C'était comment d'être suivi pendant 19 mois par trois journalistes ?
TR : "C’est cool parce que quand on ne tourne pas, on est ensemble, on mange ensemble, on rigole ensemble. Il y a tous les moments au-delà du tournage."
Aujourd’hui, quel est votre lien avec Benoit Durand, Laurent Lefebvre et Brice Baubit ? Ce n'est plus une simple relation entre sportif et journalistes ?

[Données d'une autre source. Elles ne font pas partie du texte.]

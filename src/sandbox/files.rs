use std::sync::Arc;

use tracing::debug;

use super::{SandboxHandle, SandboxProvider};
use crate::errors::SandboxError;

/// Whole-file reads and writes inside a sandbox.
///
/// Each call is independent: there is no transaction across files. Callers
/// that write several files sequence the calls and re-issue on failure.
#[derive(Clone)]
pub struct FileChannel {
    provider: Arc<dyn SandboxProvider>,
}

fn require_absolute(path: &str) -> Result<(), SandboxError> {
    if path.starts_with('/') {
        Ok(())
    } else {
        Err(SandboxError::RelativePath {
            path: path.to_string(),
        })
    }
}

impl FileChannel {
    pub fn new(provider: Arc<dyn SandboxProvider>) -> Self {
        Self { provider }
    }

    pub async fn write(
        &self,
        handle: &SandboxHandle,
        path: &str,
        content: &str,
    ) -> Result<(), SandboxError> {
        require_absolute(path)?;
        debug!(sandbox_id = %handle.id, path, bytes = content.len(), "writing file");
        self.provider.write_file(&handle.id, path, content).await
    }

    pub async fn read(&self, handle: &SandboxHandle, path: &str) -> Result<String, SandboxError> {
        require_absolute(path)?;
        debug!(sandbox_id = %handle.id, path, "reading file");
        self.provider.read_file(&handle.id, path).await
    }

    pub async fn list(
        &self,
        handle: &SandboxHandle,
        path: &str,
    ) -> Result<Vec<String>, SandboxError> {
        require_absolute(path)?;
        self.provider.list_files(&handle.id, path).await
    }

    /// Write, retrying once. Used for the initial component write where a
    /// transient failure should not leave the sandbox without source.
    pub async fn write_with_retry(
        &self,
        handle: &SandboxHandle,
        path: &str,
        content: &str,
    ) -> Result<(), SandboxError> {
        match self.write(handle, path, content).await {
            Ok(()) => Ok(()),
            Err(SandboxError::RelativePath { path }) => Err(SandboxError::RelativePath { path }),
            Err(e) => {
                debug!(sandbox_id = %handle.id, path, error = %e, "write failed, retrying");
                self.write(handle, path, content).await
            }
        }
    }
}

#[cfg(test)]
mod tests {
    use super::*;
    use crate::sandbox::SandboxState;
    use crate::testing::ScriptedProvider;

    #[tokio::test]
    async fn test_write_then_read_round_trip() {
        let provider = Arc::new(ScriptedProvider::new());
        let id = provider.seed_sandbox();
        let files = FileChannel::new(provider.clone());
        let handle = SandboxHandle::new(&id, "http://x", SandboxState::Ready);

        files
            .write(&handle, "/home/user/app/src/App.tsx", "export default 1")
            .await
            .unwrap();
        let content = files.read(&handle, "/home/user/app/src/App.tsx").await.unwrap();
        assert_eq!(content, "export default 1");
    }

    #[tokio::test]
    async fn test_relative_path_rejected() {
        let provider = Arc::new(ScriptedProvider::new());
        let id = provider.seed_sandbox();
        let files = FileChannel::new(provider.clone());
        let handle = SandboxHandle::new(&id, "http://x", SandboxState::Ready);

        let err = files.write(&handle, "src/App.tsx", "x").await.unwrap_err();
        assert!(matches!(err, SandboxError::RelativePath { .. }));
        assert!(provider.file(&id, "src/App.tsx").is_none());
    }

    #[tokio::test]
    async fn test_read_missing_file() {
        let provider = Arc::new(ScriptedProvider::new());
        let id = provider.seed_sandbox();
        let files = FileChannel::new(provider.clone());
        let handle = SandboxHandle::new(&id, "http://x", SandboxState::Ready);

        let err = files.read(&handle, "/nope.txt").await.unwrap_err();
        assert!(matches!(err, SandboxError::FileNotFound { .. }));
    }

    #[tokio::test]
    async fn test_list_returns_direct_children() {
        let provider = Arc::new(ScriptedProvider::new());
        let id = provider.seed_sandbox();
        provider.put_file(&id, "/app/src/App.tsx", "a");
        provider.put_file(&id, "/app/src/main.tsx", "b");
        provider.put_file(&id, "/app/src/components/ui/button.tsx", "c");
        let files = FileChannel::new(provider.clone());
        let handle = SandboxHandle::new(&id, "http://x", SandboxState::Ready);

        let names = files.list(&handle, "/app/src").await.unwrap();
        assert_eq!(names, vec!["App.tsx", "components", "main.tsx"]);
    }

    #[tokio::test]
    async fn test_write_with_retry_recovers_from_one_failure() {
        let provider = Arc::new(ScriptedProvider::new());
        let id = provider.seed_sandbox();
        provider.fail_next_writes(1);
        let files = FileChannel::new(provider.clone());
        let handle = SandboxHandle::new(&id, "http://x", SandboxState::Ready);

        files.write_with_retry(&handle, "/app/a.txt", "ok").await.unwrap();
        assert_eq!(provider.file(&id, "/app/a.txt").as_deref(), Some("ok"));
    }
}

TR : "Non, c'est plus fort. Si demain, même s'ils ne sont plus à France Télévisions, ils me demandent n'importe quel service, je ferai tout mon possible pour les aider, avec plaisir. Ce n’est plus vraiment du travail, c'est devenu des amis je pense, ils me connaissent, on a appris à évoluer ensemble."
Une suite de ce documentaire est-elle envisageable ? Et pourquoi pas une suite qui nous emmène jusqu’à Tokyo à l'été 2021…
TR : "Bien sûr. Il faut l’épisode 2 pour savoir comment cette aventure va se terminer, et pour savoir si j'ai réussi à obtenir cette médaille d’or."